BEGIN

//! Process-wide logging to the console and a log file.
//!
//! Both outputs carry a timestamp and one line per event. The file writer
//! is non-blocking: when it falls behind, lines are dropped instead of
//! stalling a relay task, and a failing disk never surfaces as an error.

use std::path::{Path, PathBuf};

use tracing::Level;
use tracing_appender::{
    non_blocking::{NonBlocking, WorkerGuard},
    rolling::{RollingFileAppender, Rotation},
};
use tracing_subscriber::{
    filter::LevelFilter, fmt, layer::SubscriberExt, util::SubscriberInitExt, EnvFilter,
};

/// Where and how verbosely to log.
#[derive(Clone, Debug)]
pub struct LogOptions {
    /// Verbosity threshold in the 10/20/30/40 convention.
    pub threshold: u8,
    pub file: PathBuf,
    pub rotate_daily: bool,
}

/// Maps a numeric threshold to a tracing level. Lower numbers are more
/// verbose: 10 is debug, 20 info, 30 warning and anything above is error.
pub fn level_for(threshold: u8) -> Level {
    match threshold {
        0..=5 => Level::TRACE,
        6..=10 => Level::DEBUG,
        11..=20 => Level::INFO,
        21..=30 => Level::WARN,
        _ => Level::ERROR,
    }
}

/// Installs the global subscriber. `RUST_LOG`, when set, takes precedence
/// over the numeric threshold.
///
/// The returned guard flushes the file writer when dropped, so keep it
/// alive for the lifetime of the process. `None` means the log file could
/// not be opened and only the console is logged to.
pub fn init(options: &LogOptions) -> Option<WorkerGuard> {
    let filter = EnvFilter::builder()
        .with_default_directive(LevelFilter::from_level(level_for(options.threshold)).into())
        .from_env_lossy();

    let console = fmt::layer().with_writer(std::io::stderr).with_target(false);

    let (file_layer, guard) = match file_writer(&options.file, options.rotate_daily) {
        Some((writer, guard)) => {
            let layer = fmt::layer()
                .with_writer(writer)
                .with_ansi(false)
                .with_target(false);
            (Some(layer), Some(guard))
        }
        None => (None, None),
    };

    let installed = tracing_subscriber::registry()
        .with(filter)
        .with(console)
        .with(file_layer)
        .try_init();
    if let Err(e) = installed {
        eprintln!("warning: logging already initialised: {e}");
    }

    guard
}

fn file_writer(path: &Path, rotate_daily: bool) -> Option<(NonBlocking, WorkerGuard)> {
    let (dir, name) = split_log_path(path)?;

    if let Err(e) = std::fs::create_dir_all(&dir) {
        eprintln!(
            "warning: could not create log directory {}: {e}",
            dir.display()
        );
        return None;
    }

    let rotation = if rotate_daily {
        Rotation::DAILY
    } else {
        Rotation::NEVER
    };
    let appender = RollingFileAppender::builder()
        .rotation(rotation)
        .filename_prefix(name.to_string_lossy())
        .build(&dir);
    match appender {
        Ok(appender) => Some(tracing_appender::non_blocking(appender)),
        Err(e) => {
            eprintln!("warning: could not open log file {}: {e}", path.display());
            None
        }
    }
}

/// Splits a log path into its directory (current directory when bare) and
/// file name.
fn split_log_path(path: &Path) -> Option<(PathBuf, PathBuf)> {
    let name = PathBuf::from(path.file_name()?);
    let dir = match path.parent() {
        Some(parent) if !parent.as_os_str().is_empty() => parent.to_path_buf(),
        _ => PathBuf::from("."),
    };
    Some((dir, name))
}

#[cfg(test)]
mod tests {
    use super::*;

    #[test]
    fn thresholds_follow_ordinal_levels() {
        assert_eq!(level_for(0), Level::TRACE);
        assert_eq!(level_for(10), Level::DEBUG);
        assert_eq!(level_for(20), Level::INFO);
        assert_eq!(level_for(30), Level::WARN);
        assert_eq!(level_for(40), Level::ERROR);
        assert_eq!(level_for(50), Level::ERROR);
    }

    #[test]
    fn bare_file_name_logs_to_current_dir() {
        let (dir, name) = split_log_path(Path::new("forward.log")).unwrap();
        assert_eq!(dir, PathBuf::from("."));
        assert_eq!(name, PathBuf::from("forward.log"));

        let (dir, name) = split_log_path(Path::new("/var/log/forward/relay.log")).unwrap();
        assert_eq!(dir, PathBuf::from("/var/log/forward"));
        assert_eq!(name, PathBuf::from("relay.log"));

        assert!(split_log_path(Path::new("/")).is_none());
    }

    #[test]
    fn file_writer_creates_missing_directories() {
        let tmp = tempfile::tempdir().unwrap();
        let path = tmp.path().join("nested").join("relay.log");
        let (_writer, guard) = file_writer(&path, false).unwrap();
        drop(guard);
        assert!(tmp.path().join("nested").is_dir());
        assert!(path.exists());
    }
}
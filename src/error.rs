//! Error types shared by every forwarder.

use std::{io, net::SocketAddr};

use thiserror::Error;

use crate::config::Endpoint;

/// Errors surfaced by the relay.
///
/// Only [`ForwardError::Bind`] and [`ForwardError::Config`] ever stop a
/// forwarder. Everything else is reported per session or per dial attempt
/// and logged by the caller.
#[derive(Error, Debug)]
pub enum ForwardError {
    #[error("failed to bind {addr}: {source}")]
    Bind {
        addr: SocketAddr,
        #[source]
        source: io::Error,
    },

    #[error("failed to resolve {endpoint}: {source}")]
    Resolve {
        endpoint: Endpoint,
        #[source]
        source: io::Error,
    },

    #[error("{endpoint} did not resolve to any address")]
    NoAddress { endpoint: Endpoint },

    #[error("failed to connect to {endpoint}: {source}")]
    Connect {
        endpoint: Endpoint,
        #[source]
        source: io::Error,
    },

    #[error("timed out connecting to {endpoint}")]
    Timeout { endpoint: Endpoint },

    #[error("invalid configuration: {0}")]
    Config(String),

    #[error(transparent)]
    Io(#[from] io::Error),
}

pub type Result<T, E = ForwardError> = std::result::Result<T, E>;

END

→ WHAT YOU ARE ASKED TO DO
Among the entries, work out how many lines include the word "NonBlocking". Answer with that number only.

→ RESPONSE AREA
2